//! Job record handlers.

use crate::api::AppState;
use crate::jobs::list_jobs;
use crate::types::{JobRecord, JobStatus};
use crate::{Error, Result};
use axum::{
    Json,
    extract::{Path, State},
};

/// GET /jobs/:status - List job records in one status
#[utoipa::path(
    get,
    path = "/jobs/{status}",
    tag = "jobs",
    params(
        ("status" = String, Path, description = "pending, in_progress, completed or failed")
    ),
    responses(
        (status = 200, description = "Live records in key order", body = Vec<JobRecord>),
        (status = 404, description = "Unknown status", body = crate::error::ApiError),
        (status = 500, description = "Internal server error", body = crate::error::ApiError)
    )
)]
pub async fn list_jobs_by_status(
    State(state): State<AppState>,
    Path(status): Path<String>,
) -> Result<Json<Vec<JobRecord>>> {
    let status: JobStatus = status.parse().map_err(Error::NotFound)?;
    let records = list_jobs(&state.db, &state.config.store.namespace, status).await?;
    Ok(Json(records))
}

************

▶ _Problem statement_
Copy the listing above out again in its entirety, exactly as written.

▶ _Result for this exercise_
//! Job record handlers.

use crate::api::AppState;
use crate::jobs::list_jobs;
use crate::types::{JobRecord, JobStatus};
use crate::{Error, Result};
use axum::{
    Json,
    extract::{Path, State},
};

/// GET /jobs/:status - List job records in one status
#[utoipa::path(
    get,
    path = "/jobs/{status}",
    tag = "jobs",
    params(
        ("status" = String, Path, description = "pending, in_progress, completed or failed")
    ),
    responses(
        (status = 200, description = "Live records in key order", body = Vec<JobRecord>),
        (status = 404, description = "Unknown status", body = crate::error::ApiError),
        (status = 500, description = "Internal server error", body = crate::error::ApiError)
    )
)]
pub async fn list_jobs_by_status(
    State(state): State<AppState>,
    Path(status): Path<String>,
) -> Result<Json<Vec<JobRecord>>> {
    let status: JobStatus = status.parse().map_err(Error::NotFound)?;
    let records = list_jobs(&state.db, &state.config.store.namespace, status).await?;
    Ok(Json(records))
}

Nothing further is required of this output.